Hell Ride, Larry Bishop’s homage to grindhouse biker flicks, has lots going for it. It indulges in the requisite amount of sex, drugs, and violence expected of any exploitation film, combining plenty of gratuitous t&a with a peyote trip and a few carefully placed moments of violence and gore. It also boasts an interesting cast, including supporting roles by Dennis Hopper as Eddie Zero, a role that cleverly plays off his Billy persona from Easy Rider; David Carradine in a small but effective part as the boss of a renegade biker gang; and Michael Madsen as the Gent, a tuxedo shirt-wearing version of the characters he played in Quentin Tarantino’s Reservoir Dogs and Kill Bill movies. Throughout, the movie is shot in a fierce style, employing grainy film, quick cuts, and inventive long and medium shots that effectively capture the desert landscapes and roadhouses in which the action takes place.
Yet something doesn’t quite work in Hell Ride. Perhaps it’s the unnecessarily convoluted plot and structure of the movie. Ostensibly the story of the Victors, a biker gang led by the aging Pistolero (Bishop), and their attempt both to avenge the recent killing of one of their own and to take care of some thirty-year-old unfinished business, the movie gives us very little background or context as it speeds through its increasingly unbelievable events. Even worse, Bishop decides to tell this thin story by frequently jumping between multiple times and settings with no discernible logic. Instead of enhancing our understanding of the relationships between the characters or leading us to some critical central scene, the disjointed structure ends up highlighting the holes in the plot and giving the movie a pretentious veneer.
The dialogue is also problematic. As in Tarantino films, characters engage in excessive wordplay and off-the-cuff philosophizing. But while Tarantino uses dialogue to develop his characters and manipulate the rhythm of his movies, Bishop doesn’t put his dialogue to such good use. In Hell Ride, the frequent puns and commentary come off as mechanical and forced, telling us very little about the characters and often lacking a sense of timing.
Or perhaps the problem is Larry Bishop himself. With a cheesy goatee and a fake tan, Bishop’s Pistolero oozes self-satisfaction, and he never really fits with the other characters or the film’s compelling aesthetic. Son of Rat Packer Joey Bishop, Larry Bishop clearly wants Hell Ride to play on the sense of style and cool of Rat Pack movies like Ocean’s Eleven. Yet Pistolero always feels more campy than cool, more porn-star than biker, and this makes every scene in which he appears feel slightly off-kilter. Pistolero is smarmy, always irresistible to women, always one step ahead of his rivals and pals, always wearing a shit-eating grin, yet never very likable.
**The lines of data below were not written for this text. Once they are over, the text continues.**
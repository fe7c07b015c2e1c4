//! Input interpreter
//!
//! Turns one frame's [`DeviceSnapshot`] plus the previous frame's button and
//! hat state into [`ControlIntent`]s for the motion collaborator.
//!
//! ```text
//! DeviceSnapshot ──► axes ──► buttons ──► hats ──► Vec<ControlIntent>
//!                              ▲            ▲
//!                              └ PreviousState (updated after each frame)
//! ```
//!
//! Joysticks and gamepads go through the same pipeline. They differ only in
//! which axis zooms and which button bindings apply.

pub mod axes;
pub mod bindings;
mod buttons;
mod hats;
pub mod intent;

pub use crate::device::snapshot::Direction;
pub use bindings::{ButtonBinding, ZoomPolicy};
pub use intent::{ButtonAction, ControlIntent, Edge, MotionControl};

use crate::device::snapshot::{DeviceKind, DeviceSnapshot, PreviousState};
use tracing::trace;

/// Default deadzone: a quarter of the signed 16-bit range.
pub const DEFAULT_AXIS_THRESHOLD: i16 = 8192;

#[derive(Clone, Debug)]
pub struct InterpreterSettings {
    /// Readings in `[-axis_threshold, axis_threshold]` are neutral.
    pub axis_threshold: i16,
    pub zoom: ZoomPolicy,
    pub joystick_buttons: Vec<ButtonBinding>,
}

impl Default for InterpreterSettings {
    fn default() -> Self {
        Self {
            axis_threshold: DEFAULT_AXIS_THRESHOLD,
            zoom: ZoomPolicy::default(),
            joystick_buttons: bindings::default_joystick_bindings(),
        }
    }
}

#[derive(Clone, Debug)]
pub struct Interpreter {
    settings: InterpreterSettings,
    gamepad_buttons: Vec<ButtonBinding>,
}

impl Interpreter {
    pub fn new(settings: InterpreterSettings) -> Self {
        Self {
            settings,
            gamepad_buttons: bindings::gamepad_bindings(),
        }
    }

    pub fn settings(&self) -> &InterpreterSettings {
        &self.settings
    }

    pub fn bindings_for(&self, kind: DeviceKind) -> &[ButtonBinding] {
        match kind {
            DeviceKind::Joystick => &self.settings.joystick_buttons,
            DeviceKind::Gamepad => &self.gamepad_buttons,
        }
    }

    /// Interprets one frame and stores its button and hat state in `previous`.
    pub fn interpret(
        &self,
        snapshot: &DeviceSnapshot,
        previous: &mut PreviousState,
    ) -> Vec<ControlIntent> {
        let mut intents = Vec::new();

        axes::interpret_axes(
            snapshot,
            self.settings.axis_threshold,
            &self.settings.zoom,
            &mut intents,
        );
        buttons::interpret_buttons(
            snapshot,
            previous,
            self.bindings_for(snapshot.kind),
            &mut intents,
        );
        hats::interpret_hats(snapshot, previous, &mut intents);

        previous.remember(snapshot);
        trace!("Interpreted {} snapshot: {:?}", snapshot.kind, intents);
        intents
    }
}

impl Default for Interpreter {
    fn default() -> Self {
        Self::new(InterpreterSettings::default())
    }
}

#[cfg(test)]
mod tests {
    use super::*;
    use crate::device::layout::{GamepadButton, GAMEPAD_CAPABILITIES};
    use crate::device::snapshot::{Capabilities, HatState};

    fn joystick_state(buttons: usize, hats: usize) -> PreviousState {
        PreviousState::for_capabilities(&Capabilities {
            axes: 2,
            buttons,
            hats,
            balls: 0,
        })
    }

    #[test]
    fn centered_hat_does_not_clobber_axis_turns() {
        let interpreter = Interpreter::default();
        let mut previous = joystick_state(0, 1);
        let snapshot =
            DeviceSnapshot::joystick(vec![-20000, 0], vec![], vec![HatState::Centered]);

        let intents = interpreter.interpret(&snapshot, &mut previous);
        let last_left = intents
            .iter()
            .rev()
            .find(|i| matches!(i, ControlIntent::Turn { direction: Direction::Left, .. }));
        assert_eq!(last_left, Some(&ControlIntent::turn(Direction::Left, true)));
    }

    #[test]
    fn hat_release_clears_after_axes() {
        let interpreter = Interpreter::default();
        let mut previous = joystick_state(0, 1);

        let held = DeviceSnapshot::joystick(vec![0, 0], vec![], vec![HatState::Down]);
        interpreter.interpret(&held, &mut previous);

        let released = DeviceSnapshot::joystick(vec![0, 0], vec![], vec![HatState::Centered]);
        let intents = interpreter.interpret(&released, &mut previous);
        assert_eq!(
            &intents[4..],
            &Direction::ALL.map(|d| ControlIntent::turn(d, false))
        );
    }

    #[test]
    fn gamepad_face_button_toggles_on_release_only() {
        let interpreter = Interpreter::default();
        let mut previous = PreviousState::for_capabilities(&GAMEPAD_CAPABILITIES);
        let south = GamepadButton::South.index();

        let toggles: Vec<usize> = [false, true, true, false]
            .into_iter()
            .map(|pressed| {
                let mut buttons = vec![false; GAMEPAD_CAPABILITIES.buttons];
                buttons[south] = pressed;
                let snapshot = DeviceSnapshot::gamepad(
                    vec![0; GAMEPAD_CAPABILITIES.axes],
                    buttons,
                    vec![HatState::Centered],
                );
                interpreter
                    .interpret(&snapshot, &mut previous)
                    .into_iter()
                    .filter(|i| *i == ControlIntent::ToggleMountMode)
                    .count()
            })
            .collect();
        assert_eq!(toggles, vec![0, 0, 0, 1]);
    }

    #[test]
    fn gamepad_uses_fixed_bindings_not_joystick_bindings() {
        let settings = InterpreterSettings {
            joystick_buttons: vec![ButtonBinding::on_release(0, ButtonAction::SetTimeNow)],
            ..InterpreterSettings::default()
        };
        let interpreter = Interpreter::new(settings);
        assert_eq!(
            interpreter.bindings_for(DeviceKind::Gamepad)[0].action,
            ButtonAction::ToggleMountMode
        );
        assert_eq!(
            interpreter.bindings_for(DeviceKind::Joystick)[0].action,
            ButtonAction::SetTimeNow
        );
    }

    #[test]
    fn interpret_updates_previous_state() {
        let interpreter = Interpreter::default();
        let mut previous = joystick_state(2, 1);
        let snapshot =
            DeviceSnapshot::joystick(vec![0, 0], vec![true, false], vec![HatState::Left]);
        interpreter.interpret(&snapshot, &mut previous);
        assert!(previous.button(0));
        assert_eq!(previous.hat(0), HatState::Left);
    }
}
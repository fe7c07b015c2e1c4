//! Control intents and the motion collaborator that consumes them.

use crate::device::snapshot::Direction;
use serde::{Deserialize, Serialize};

/// The camera/movement side of the host application.
///
/// Level-triggered setters are called every frame their input is held and
/// must tolerate repeated calls with the same value.
pub trait MotionControl {
    fn turn_up(&mut self, active: bool);
    fn turn_down(&mut self, active: bool);
    fn turn_left(&mut self, active: bool);
    fn turn_right(&mut self, active: bool);
    fn zoom_in(&mut self, active: bool);
    fn zoom_out(&mut self, active: bool);
    fn move_slow(&mut self, active: bool);

    fn toggle_mount_mode(&mut self);
    fn auto_zoom_out(&mut self);
    fn set_time_now(&mut self);
    fn increase_time_speed(&mut self);
    fn decrease_time_speed(&mut self);

    fn turn(&mut self, direction: Direction, active: bool) {
        match direction {
            Direction::Up => self.turn_up(active),
            Direction::Down => self.turn_down(active),
            Direction::Left => self.turn_left(active),
            Direction::Right => self.turn_right(active),
        }
    }
}

/// One signal to the motion collaborator.
#[derive(Debug, Clone, Copy, PartialEq, Eq, Hash)]
pub enum ControlIntent {
    Turn { direction: Direction, active: bool },
    ZoomIn(bool),
    ZoomOut(bool),
    MoveSlow(bool),
    ToggleMountMode,
    AutoZoomOut,
    SetTimeNow,
    IncreaseTimeSpeed,
    DecreaseTimeSpeed,
}

impl ControlIntent {
    pub fn turn(direction: Direction, active: bool) -> Self {
        ControlIntent::Turn { direction, active }
    }

    /// True for intents that fire once per transition.
    pub fn is_edge(&self) -> bool {
        !matches!(
            self,
            ControlIntent::Turn { .. }
                | ControlIntent::ZoomIn(_)
                | ControlIntent::ZoomOut(_)
                | ControlIntent::MoveSlow(_)
        )
    }

    pub fn apply(&self, motion: &mut dyn MotionControl) {
        match *self {
            ControlIntent::Turn { direction, active } => motion.turn(direction, active),
            ControlIntent::ZoomIn(active) => motion.zoom_in(active),
            ControlIntent::ZoomOut(active) => motion.zoom_out(active),
            ControlIntent::MoveSlow(active) => motion.move_slow(active),
            ControlIntent::ToggleMountMode => motion.toggle_mount_mode(),
            ControlIntent::AutoZoomOut => motion.auto_zoom_out(),
            ControlIntent::SetTimeNow => motion.set_time_now(),
            ControlIntent::IncreaseTimeSpeed => motion.increase_time_speed(),
            ControlIntent::DecreaseTimeSpeed => motion.decrease_time_speed(),
        }
    }
}

/// What a button can be bound to.
#[derive(Debug, Clone, Copy, PartialEq, Eq, Hash, Serialize, Deserialize)]
#[serde(rename_all = "snake_case")]
pub enum ButtonAction {
    /// Level-triggered: follows the button every frame.
    MoveSlow,
    ToggleMountMode,
    AutoZoomOut,
    SetTimeNow,
    IncreaseTimeSpeed,
    DecreaseTimeSpeed,
}

impl ButtonAction {
    pub fn is_level(self) -> bool {
        matches!(self, ButtonAction::MoveSlow)
    }

    /// Intent for an edge action. `None` for level actions.
    pub fn edge_intent(self) -> Option<ControlIntent> {
        match self {
            ButtonAction::MoveSlow => None,
            ButtonAction::ToggleMountMode => Some(ControlIntent::ToggleMountMode),
            ButtonAction::AutoZoomOut => Some(ControlIntent::AutoZoomOut),
            ButtonAction::SetTimeNow => Some(ControlIntent::SetTimeNow),
            ButtonAction::IncreaseTimeSpeed => Some(ControlIntent::IncreaseTimeSpeed),
            ButtonAction::DecreaseTimeSpeed => Some(ControlIntent::DecreaseTimeSpeed),
        }
    }

    /// Intent for a level action at the given button level.
    pub fn level_intent(self, active: bool) -> Option<ControlIntent> {
        match self {
            ButtonAction::MoveSlow => Some(ControlIntent::MoveSlow(active)),
            _ => None,
        }
    }
}

/// Which transition fires an edge action.
#[derive(Debug, Clone, Copy, PartialEq, Eq, Hash, Default, Serialize, Deserialize)]
#[serde(rename_all = "snake_case")]
pub enum Edge {
    Press,
    #[default]
    Release,
}

impl Edge {
    pub fn fired(self, was_pressed: bool, is_pressed: bool) -> bool {
        match self {
            Edge::Press => !was_pressed && is_pressed,
            Edge::Release => was_pressed && !is_pressed,
        }
    }
}
use super::bindings::ButtonBinding;
use super::intent::{ButtonAction, ControlIntent};
use crate::device::snapshot::{DeviceSnapshot, PreviousState};

/// Edge actions fire in binding order. Level actions follow, once each, as
/// the OR of every present button bound to them.
pub(super) fn interpret_buttons(
    snapshot: &DeviceSnapshot,
    previous: &PreviousState,
    bindings: &[ButtonBinding],
    out: &mut Vec<ControlIntent>,
) {
    let mut levels: Vec<(ButtonAction, bool)> = Vec::new();

    for binding in bindings {
        let Some(&pressed) = snapshot.buttons.get(binding.button) else {
            continue;
        };

        if binding.action.is_level() {
            match levels.iter_mut().find(|(action, _)| *action == binding.action) {
                Some((_, level)) => *level |= pressed,
                None => levels.push((binding.action, pressed)),
            }
            continue;
        }

        let was_pressed = previous.button(binding.button);
        if binding.edge.fired(was_pressed, pressed) {
            out.extend(binding.action.edge_intent());
        }
    }

    out.extend(
        levels
            .into_iter()
            .filter_map(|(action, level)| action.level_intent(level)),
    );
}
The movie’s best moments involve Madsen, who gives the story a much-needed dose of self-deprecation by continually questioning Pistolero’s (and the movie’s) intentions. Towards the end of the film, for example, Madsen’s Gent quips to Pistolero and Comanche (Eric Balfour) that years ago his life was all about riding, drinking, and having sex, but that he now feels caught up in “an endless cycle symphony” with too many movements and too much drama. Here the Gent seems to clue us into the sort of movie Bishop hoped he was creating: Hell Ride wants to be a motorcycle symphony, a movie that revitalizes the biker flick while pushing its excesses to the limit. Instead, the movie’s self-consciousness feels joyless, and we’re left, like the Gent, pining for the good old days of the three Bs: “bikes, beer, and booty.”